We have updated the content of our program. To access the current Software Engineering curriculum visit curriculum.turing.edu.
Introduction to TypeScript
Learning Goals
- Understand what TypeScript is and how it compares to JavaScript
- Learn the benefits of using TypeScript in development
- Get familiar with TypeScript’s type system, including basic types, functions, and interfaces
- Understand how TypeScript can help prevent common JavaScript errors
Vocab
TypeScript
: A typed superset of JavaScript that compiles to plain JavaScript.Static Type Checking
: The process of verifying the type correctness of a program at compile-time.Transpiling
: The process of converting TypeScript code into JavaScript code.Type Annotation
: A way to explicitly declare the type of a variable or function parameter.Interface
: A TypeScript structure that defines the shape of an object, specifying its properties and their types.
Introduction to TypeScript
TypeScript is a superset of JavaScript that introduces static type definitions. This means that TypeScript code must be transpiled into JavaScript before it can be executed by a browser or Node.js. TypeScript provides all the features of JavaScript but adds optional static typing, which can help catch errors early in the development process.
Why Use TypeScript?
- Type Safety: TypeScript’s type system helps catch type-related errors at compile time, rather than at runtime.
- Enhanced IDE Support: With TypeScript, you get better code completion, navigation, and refactoring support.
- Better Documentation: Types serve as documentation, making it easier to understand and use code written by others.
- Scalability: TypeScript is particularly useful for large codebases, where it can help manage complexity.
Comparing JavaScript and TypeScript
JavaScript is dynamically typed, meaning variable types are determined at runtime. TypeScript, on the other hand, allows for static type checking, where types are checked at compile-time.
Example of JavaScript vs TypeScript
Note: For all of today’s exercises, we’ll use TypeScript Playground. This has TypeScript already incorporated into it and runs significantly better than using Repl.
JavaScript:
let greeting = "Hello, world!";
greeting = 42; // No error in JavaScript, but might cause issues later
console.log(greeting); // Outputs: 42
TypeScript:
let greeting: string = "Hello, world!";
greeting = 42; // Error in TypeScript
console.log(greeting); // Outputs: 42
- What potential issues might arise from the JavaScript example where
greeting
is reassigned to a number? How does TypeScript help prevent these issues? - Consider a large codebase with multiple developers. How might TypeScript’s type system improve collaboration and code maintenance compared to JavaScript?
Type Annotations
TypeScript allows you to annotate variables with types including all of the standard data types you have used in JavaScript like strings, numbers, booleans, arrays, and objects. This helps catch type errors at compile time.
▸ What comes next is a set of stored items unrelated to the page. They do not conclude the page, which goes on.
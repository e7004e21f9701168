//! In-process SSH agent scoped to one test.
//!
//! [`SshAgent::start`] binds a Unix socket in a private temporary directory
//! and serves the agent protocol from a dedicated worker thread running a
//! single-threaded Tokio runtime. Point `SSH_AUTH_SOCK` at
//! [`SshAgent::socket_path`] (or pass [`SshAgent::endpoint`] to the
//! provisioning options) so child processes authenticate with the test's
//! key pair without touching the developer's own agent.

mod protocol;

use std::io;
use std::os::unix::net::UnixListener as StdUnixListener;
use std::sync::Arc;
use std::thread::{self, JoinHandle};
use std::time::Duration;

use camino::{Utf8Path, Utf8PathBuf};
use tempfile::TempDir;
use thiserror::Error;
use tokio::io::{AsyncReadExt, AsyncWriteExt};
use tokio::net::{UnixListener, UnixStream};
use tokio::sync::oneshot;
use tracing::{debug, info, warn};

use crate::key_pair::KeyPair;

pub use protocol::{
    MAX_MESSAGE_LEN, SSH_AGENT_FAILURE, SSH_AGENT_IDENTITIES_ANSWER, SSH_AGENT_SIGN_RESPONSE,
    SSH_AGENTC_REQUEST_IDENTITIES, SSH_AGENTC_SIGN_REQUEST,
};
use protocol::{Keyring, frame};

/// Environment variable SSH clients read to locate an agent.
pub const SSH_AUTH_SOCK_ENV: &str = "SSH_AUTH_SOCK";

const SOCKET_FILE_NAME: &str = "agent.sock";
const SOCKET_DIR_PREFIX: &str = "terrastage-agent-";
const WORKER_THREAD_NAME: &str = "terrastage-ssh-agent";
/// Pause after a failed `accept` so persistent errors such as descriptor
/// exhaustion do not spin the worker.
const ACCEPT_BACKOFF: Duration = Duration::from_millis(100);

/// Errors raised while starting an agent.
#[derive(Clone, Debug, Error, Eq, PartialEq)]
pub enum AgentError {
    /// A supplied private key could not be decoded.
    #[error("agent key is invalid: {message}")]
    InvalidKey {
        /// Decoder error message.
        message: String,
    },
    /// The private socket directory could not be created.
    #[error("failed to create agent socket directory: {message}")]
    SocketDir {
        /// Operating system error message.
        message: String,
    },
    /// The socket could not be bound.
    #[error("failed to bind agent socket {path}: {message}")]
    Bind {
        /// Socket path.
        path: Utf8PathBuf,
        /// Operating system error message.
        message: String,
    },
    /// The async runtime could not be built.
    #[error("failed to build agent runtime: {message}")]
    Runtime {
        /// Runtime builder error message.
        message: String,
    },
    /// The worker thread could not be spawned.
    #[error("failed to spawn agent worker: {message}")]
    Spawn {
        /// Operating system error message.
        message: String,
    },
}

/// Where child processes should look for the agent.
#[derive(Clone, Debug, Eq, PartialEq)]
pub struct AgentEndpoint {
    /// Environment variable name.
    pub var: String,
    /// Socket path.
    pub socket: Utf8PathBuf,
}

impl AgentEndpoint {
    /// Builds an endpoint exported through `SSH_AUTH_SOCK`.
    #[must_use]
    pub fn new(socket: impl Into<Utf8PathBuf>) -> Self {
        Self {
            var: String::from(SSH_AUTH_SOCK_ENV),
            socket: socket.into(),
        }
    }
}

/// Handle to a running agent. Dropping the handle stops the agent.
#[derive(Debug)]
pub struct SshAgent {
    socket_path: Utf8PathBuf,
    shutdown: Option<oneshot::Sender<()>>,
    worker: Option<JoinHandle<()>>,
    socket_dir: Option<TempDir>,
}

impl SshAgent {
    /// Starts an agent serving a single key pair.
    ///
    /// # Errors
    ///
    /// Returns [`AgentError`] when the key cannot be decoded or the socket,
    /// runtime or worker thread cannot be set up. Nothing is left running on
    /// failure.
    pub fn start(key_pair: &KeyPair) -> Result<Self, AgentError> {
        Self::start_with_key_pairs(std::slice::from_ref(key_pair))
    }

    /// Starts an agent serving every key pair in `key_pairs`.
    ///
    /// # Errors
    ///
    /// Returns [`AgentError`] when a key cannot be decoded or the socket,
    /// runtime or worker thread cannot be set up. Nothing is left running on
    /// failure.
    pub fn start_with_key_pairs(key_pairs: &[KeyPair]) -> Result<Self, AgentError> {
        let keyring = Keyring::from_key_pairs(key_pairs).map_err(|err| AgentError::InvalidKey {
            message: err.to_string(),
        })?;

        let socket_dir = tempfile::Builder::new()
            .prefix(SOCKET_DIR_PREFIX)
            .tempdir()
            .map_err(|err| AgentError::SocketDir {
                message: err.to_string(),
            })?;
        let socket_path = Utf8PathBuf::from_path_buf(socket_dir.path().join(SOCKET_FILE_NAME))
            .map_err(|path| AgentError::SocketDir {
                message: format!("socket path is not valid UTF-8: {}", path.display()),
            })?;

        let bind_error = |err: io::Error| AgentError::Bind {
            path: socket_path.clone(),
            message: err.to_string(),
        };
        let listener = StdUnixListener::bind(&socket_path).map_err(bind_error)?;
        listener.set_nonblocking(true).map_err(bind_error)?;

        let runtime = tokio::runtime::Builder::new_current_thread()
            .enable_io()
            .enable_time()
            .build()
            .map_err(|err| AgentError::Runtime {
                message: err.to_string(),
            })?;

        let (shutdown_tx, shutdown_rx) = oneshot::channel();
        let keyring = Arc::new(keyring);
        let identity_count = keyring.len();
        let worker = thread::Builder::new()
            .name(String::from(WORKER_THREAD_NAME))
            .spawn(move || {
                runtime.block_on(async move {
                    match UnixListener::from_std(listener) {
                        Ok(listener) => serve(listener, keyring, shutdown_rx).await,
                        Err(err) => warn!(error = %err, "ssh agent could not register its socket"),
                    }
                });
            })
            .map_err(|err| AgentError::Spawn {
                message: err.to_string(),
            })?;

        info!(socket = %socket_path, identities = identity_count, "ssh agent started");
        Ok(Self {
            socket_path,
            shutdown: Some(shutdown_tx),
            worker: Some(worker),
            socket_dir: Some(socket_dir),
        })
    }

    /// Returns the socket clients connect to.
    #[must_use]
    pub fn socket_path(&self) -> &Utf8Path {
        &self.socket_path
    }

    /// Returns the endpoint to hand to child processes.
    #[must_use]
    pub fn endpoint(&self) -> AgentEndpoint {
        AgentEndpoint::new(self.socket_path.clone())
    }

    /// Returns the `(variable, value)` pair child processes need.
    #[must_use]
    pub fn endpoint_for_env(&self) -> (&'static str, String) {
        (SSH_AUTH_SOCK_ENV, self.socket_path.to_string())
    }

    /// Returns `true` until [`SshAgent::stop`] has run.
    #[must_use]
    pub const fn is_running(&self) -> bool {
        self.worker.is_some()
    }

    /// Stops serving, waits for the worker and removes the socket
    /// directory. Calling it again is a no-op.
    pub fn stop(&mut self) {
        if let Some(shutdown) = self.shutdown.take() {
            // The worker may already have exited; nothing to signal then.
            shutdown.send(()).ok();
        }
        let was_running = self.worker.is_some();
        if let Some(worker) = self.worker.take()
            && worker.join().is_err()
        {
            warn!(socket = %self.socket_path, "ssh agent worker panicked");
        }
        if let Some(socket_dir) = self.socket_dir.take()
            && let Err(err) = socket_dir.close()
        {
            warn!(socket = %self.socket_path, error = %err, "failed to remove agent socket directory");
        }
        if was_running {
            info!(socket = %self.socket_path, "ssh agent stopped");
        }
    }
}

impl Drop for SshAgent {
    fn drop(&mut self) {
        self.stop();
    }
}

async fn serve(
    listener: UnixListener,
    keyring: Arc<Keyring>,
    mut shutdown: oneshot::Receiver<()>,
) {
    loop {
        tokio::select! {
            _ = &mut shutdown => break,
            accepted = listener.accept() => match accepted {
                Ok((stream, _)) => {
                    let keyring = Arc::clone(&keyring);
                    tokio::spawn(async move {
                        if let Err(err) = handle_connection(stream, &keyring).await {
                            debug!(error = %err, "ssh agent connection closed with error");
                        }
                    });
                }
                Err(err) => {
                    warn!(error = %err, "ssh agent failed to accept a connection");
                    if back_off(&mut shutdown).await {
                        break;
                    }
                }
            },
        }
    }
}

/// Sleeps for [`ACCEPT_BACKOFF`]; returns `true` when shutdown arrives first.
async fn back_off(shutdown: &mut oneshot::Receiver<()>) -> bool {
    tokio::select! {
        _ = shutdown => true,
        () = tokio::time::sleep(ACCEPT_BACKOFF) => false,
    }
}

async fn handle_connection(mut stream: UnixStream, keyring: &Keyring) -> io::Result<()> {
    loop {
        let len = match stream.read_u32().await {
            Ok(len) => usize::try_from(len).unwrap_or(usize::MAX),
            Err(err) if err.kind() == io::ErrorKind::UnexpectedEof => return Ok(()),
            Err(err) => return Err(err),
        };
        if len > MAX_MESSAGE_LEN {
            debug!(len, "ssh agent request exceeds size limit; closing connection");
            return Ok(());
        }

        let mut request = vec![0_u8; len];
        stream.read_exact(&mut request).await?;
        let reply = keyring.handle(&request);
        stream.write_all(&frame(&reply)).await?;
    }
}
impl StateStore {
    /// Opens the store for `test_dir`. Nothing is created until a value is
    /// saved.
    #[must_use]
    pub fn new(test_dir: impl Into<Utf8PathBuf>) -> Self {
        let test_dir = test_dir.into();
        let data_dir = test_dir.join(TEST_DATA_DIR);
        Self { test_dir, data_dir }
    }

    /// Returns the test directory this store is scoped to.
    #[must_use]
    pub fn test_dir(&self) -> &Utf8Path {
        &self.test_dir
    }

    /// Returns the directory holding persisted files.
    #[must_use]
    pub fn data_dir(&self) -> &Utf8Path {
        &self.data_dir
    }

    /// Returns the file used for `name`.
    ///
    /// # Errors
    ///
    /// Returns [`StoreError::InvalidName`] when `name` is not a valid
    /// logical name.
    pub fn path_for(&self, name: &str) -> Result<Utf8PathBuf, StoreError> {
        Ok(self.data_dir.join(file_name_for(name)?))
    }

    /// Saves provisioning options under `name`.
    ///
    /// # Errors
    ///
    /// Returns [`StoreError`] when the name is invalid or the file cannot be
    /// written.
    pub fn save_options(
        &self,
        name: &str,
        options: &TerraformOptions,
    ) -> Result<Utf8PathBuf, StoreError> {
        self.save(name, options)
    }

    /// Loads provisioning options saved under `name`.
    ///
    /// # Errors
    ///
    /// Returns [`StoreError::Missing`] when nothing was saved and
    /// [`StoreError::Decode`] when the file holds something else.
    pub fn load_options(&self, name: &str) -> Result<TerraformOptions, StoreError> {
        self.load(name)
    }

    /// Saves a registered key pair under `name`. On Unix the file is only
    /// readable by the current user.
    ///
    /// # Errors
    ///
    /// Returns [`StoreError`] when the name is invalid or the file cannot be
    /// written.
    pub fn save_key_pair(
        &self,
        name: &str,
        key_pair: &RegisteredKeyPair,
    ) -> Result<Utf8PathBuf, StoreError> {
        self.save(name, key_pair)
    }

    /// Loads a registered key pair saved under `name`.
    ///
    /// # Errors
    ///
    /// Returns [`StoreError::Missing`] when nothing was saved and
    /// [`StoreError::Decode`] when the file holds something else.
    pub fn load_key_pair(&self, name: &str) -> Result<RegisteredKeyPair, StoreError> {
        self.load(name)
    }

    /// Saves a string under `name`.
    ///
    /// # Errors
    ///
    /// Returns [`StoreError`] when the name is invalid or the file cannot be
    /// written.
    pub fn save_string(&self, name: &str, value: &str) -> Result<Utf8PathBuf, StoreError> {
        self.save(name, &value.to_owned())
    }

    /// Loads a string saved under `name`.
    ///
    /// # Errors
    ///
    /// Returns [`StoreError::Missing`] when nothing was saved and
    /// [`StoreError::Decode`] when the file holds something else.
    pub fn load_string(&self, name: &str) -> Result<String, StoreError> {
        self.load(name)
    }

    /// Reads the envelope saved under `name` without checking its shape.
    ///
    /// # Errors
    ///
    /// Returns [`StoreError::Missing`] when nothing was saved and
    /// [`StoreError::Decode`] when the file is not a valid envelope.
    pub fn load_raw(&self, name: &str) -> Result<StoredValue, StoreError> {
        let path = self.path_for(name)?;
        let contents = self.read(name, &path)?;
        let envelope = parse_envelope(&path, &contents)?;
        Ok(StoredValue {
            kind: envelope.kind,
            value: envelope.value,
        })
    }

    /// Reports whether a value is stored under `name`.
    ///
    /// # Errors
    ///
    /// Returns [`StoreError`] when the name is invalid or the directory
    /// cannot be inspected.
    pub fn exists(&self, name: &str) -> Result<bool, StoreError> {
        let file_name = file_name_for(name)?;
        let Some(dir) = self.open_data_dir()? else {
            return Ok(false);
        };
        dir.try_exists(&file_name).map_err(|err| StoreError::Io {
            path: self.data_dir.join(&file_name),
            message: err.to_string(),
        })
    }

    /// Removes the value stored under `name`, returning whether one existed.
    ///
    /// # Errors
    ///
    /// Returns [`StoreError`] when the name is invalid or the file cannot be
    /// removed.
    pub fn remove(&self, name: &str) -> Result<bool, StoreError> {
        let file_name = file_name_for(name)?;
        let Some(dir) = self.open_data_dir()? else {
            return Ok(false);
        };
        match dir.remove_file(&file_name) {
            Ok(()) => Ok(true),
            Err(err) if err.kind() == io::ErrorKind::NotFound => Ok(false),
            Err(err) => Err(StoreError::Io {
                path: self.data_dir.join(&file_name),
                message: err.to_string(),
            }),
        }
    }

    /// Removes every persisted value, returning whether anything existed.
    ///
    /// # Errors
    ///
    /// Returns [`StoreError::Io`] when the directory cannot be removed.
    pub fn clear(&self) -> Result<bool, StoreError> {
        let test_dir = match Dir::open_ambient_dir(&self.test_dir, ambient_authority()) {
            Ok(dir) => dir,
            Err(err) if err.kind() == io::ErrorKind::NotFound => return Ok(false),
            Err(err) => {
                return Err(StoreError::Io {
                    path: self.test_dir.clone(),
                    message: err.to_string(),
                });
            }
        };
        match test_dir.remove_dir_all(TEST_DATA_DIR) {
            Ok(()) => {
                debug!(path = %self.data_dir, "cleared persisted stage state");
                Ok(true)
            }
            Err(err) if err.kind() == io::ErrorKind::NotFound => Ok(false),
            Err(err) => Err(StoreError::Io {
                path: self.data_dir.clone(),
                message: err.to_string(),
            }),
        }
    }

    /// Lists persisted values sorted by logical name.
    ///
    /// Files that do not decode are listed with an `unknown` kind.
    ///
    /// # Errors
    ///
    /// Returns [`StoreError::Io`] when the directory cannot be read.
    pub fn entries(&self) -> Result<Vec<StoredEntry>, StoreError> {
        let Some(dir) = self.open_data_dir()? else {
            return Ok(Vec::new());
        };
        let io_error = |err: io::Error| StoreError::Io {
            path: self.data_dir.clone(),
            message: err.to_string(),
        };

        let mut entries = Vec::new();
        for entry in dir.entries().map_err(io_error)? {
            let file_name = entry.map_err(io_error)?.file_name().map_err(io_error)?;
            let Some(name) = file_name.strip_suffix(FILE_EXTENSION) else {
                continue;
            };
            if !is_valid_name(name) {
                continue;
            }
            let path = self.data_dir.join(&file_name);
            let kind = dir
                .read_to_string(&file_name)
                .ok()
                .and_then(|contents| parse_envelope(&path, &contents).ok())
                .map_or_else(|| String::from(UNKNOWN_KIND), |envelope| envelope.kind);
            entries.push(StoredEntry {
                name: name.to_owned(),
                kind,
                path,
            });
        }
        entries.sort_by(|left, right| left.name.cmp(&right.name));
        Ok(entries)
    }

    fn save<T: Persisted>(&self, name: &str, value: &T) -> Result<Utf8PathBuf, StoreError> {
        let file_name = file_name_for(name)?;
        let path = self.data_dir.join(&file_name);
        let rendered = serde_json::to_string_pretty(&EnvelopeRef {
            kind: T::KIND,
            format_version: FORMAT_VERSION,
            value,
        })
        .map_err(|err| StoreError::Encode {
            name: name.to_owned(),
            message: err.to_string(),
        })?;

        Dir::create_ambient_dir_all(&self.data_dir, ambient_authority()).map_err(|err| {
            StoreError::Io {
                path: self.data_dir.clone(),
                message: err.to_string(),
            }
        })?;
        let dir = Dir::open_ambient_dir(&self.data_dir, ambient_authority()).map_err(|err| {
            StoreError::Io {
                path: self.data_dir.clone(),
                message: err.to_string(),
            }
        })?;

        let staging_name = format!(".{file_name}.tmp-{}", unique_id());
        if let Err(err) = write_staged(&dir, &staging_name, &file_name, &rendered, T::KIND) {
            dir.remove_file(&staging_name).ok();
            return Err(StoreError::Io {
                path,
                message: err.to_string(),
            });
        }

        debug!(name, kind = T::KIND.as_str(), path = %path, "saved stage state");
        Ok(path)
    }

    fn load<T: Persisted>(&self, name: &str) -> Result<T, StoreError> {
        let path = self.path_for(name)?;
        let contents = self.read(name, &path)?;
        let envelope = parse_envelope(&path, &contents)?;

        if envelope.kind != T::KIND.as_str() {
            return Err(StoreError::Decode {
                path,
                message: format!(
                    "expected a {} value but found {}",
                    T::KIND.as_str(),
                    envelope.kind
                ),
            });
        }
        if envelope.format_version != FORMAT_VERSION {
            return Err(StoreError::Decode {
                path,
                message: format!(
                    "unsupported format version {} (expected {FORMAT_VERSION})",
                    envelope.format_version
                ),
            });
        }

        serde_json::from_value(envelope.value).map_err(|err| StoreError::Decode {
            path,
            message: err.to_string(),
        })
    }

    fn read(&self, name: &str, path: &Utf8Path) -> Result<String, StoreError> {
        let missing = || StoreError::Missing {
            name: name.to_owned(),
            path: path.to_path_buf(),
        };
        let Some(dir) = self.open_data_dir()? else {
            return Err(missing());
        };
        let file_name = path.file_name().ok_or_else(missing)?;
        match dir.read_to_string(file_name) {
            Ok(contents) => Ok(contents),
            Err(err) if err.kind() == io::ErrorKind::NotFound => Err(missing()),
            Err(err) => Err(StoreError::Io {
                path: path.to_path_buf(),
                message: err.to_string(),
            }),
        }
    }

    fn open_data_dir(&self) -> Result<Option<Dir>, StoreError> {
        match Dir::open_ambient_dir(&self.data_dir, ambient_authority()) {
            Ok(dir) => Ok(Some(dir)),
            Err(err) if err.kind() == io::ErrorKind::NotFound => Ok(None),
            Err(err) => Err(StoreError::Io {
                path: self.data_dir.clone(),
                message: err.to_string(),
            }),
        }
    }
}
Here are some examples of type annotations in TypeScript:
let age: number = 25;
let name: string = "Alice";
let isStudent: boolean = true;
let hobbies: string[] = ["reading", "hiking"];
let person: { name: string; age: number } = { name: "Bob", age: 30 };
Your Turn
Example 1
let title = "TypeScript Basics";
let duration = 60;
let isComplete = false;
- Convert the above JavaScript code to TypeScript by adding appropriate type annotations.
Example 2
let score: number = "high";
- What error will the above TypeScript code produce?
Solution
- The solution to converting the variables would look like:
let title: string = "TypeScript Basics"; let duration: number = 60; let isComplete: boolean = false;
- The error will be a compile-time error because the type of the variable
score
is not a number.
A Note about any
TypeScript also supports a type called any
, which means that a variable can be any type. This is useful when you want to store a value of any type in a variable. However, using any
should be avoided because it disables type-safety.
An example of using any
would look like:
let id: any = 101;
id = "E101"; // No error
Union Types
In addition to type annotation, TypeScript also supports union types. Union types allow a variable to hold more than one type. Let’s take a look at an example:
let id: number | string;
id = 101; // Valid
id = "E101"; // Also valid
In this example, the id
variable can be either a number or a string. This can be great for when you want to store different types in a single variable.
TypeScript with Functions
TypeScript also allows you to specify the types of function parameters and return values. Let’s take a look at an example:
function add(a: number, b: number): number {
return a + b;
}
let sum = add(5, 10); // Correct usage
let result = add("5", 10); // Error: Argument of type 'string' is not assignable to parameter of type 'number'
Note that in the above TypeScript function add, we are defining a function that takes two parameters, a
and b
, both of which are of type number. The function is also specified to return a value of type number. If we try to pass in a string for the second parameter, TypeScript will throw an error.
Note: Default Values
TypeScript also supports default values for parameters. Let’s take a look at an example:
function greet(name: string, greeting: string = "Hello"): string {
return `${greeting}, ${name}!`;
}
console.log(greet("Alice"));
console.log(greet("Bob", "Hi"));
- What do you expect the output to be for
console.log(greet("Alice"));
? - Similarly, what do you expect the output to be for
console.log(greet("Bob", "Hi"));
?
Checks for Understanding
- Define a function in TypeScript that takes two numbers as arguments and returns the product. (the returned value should be a number).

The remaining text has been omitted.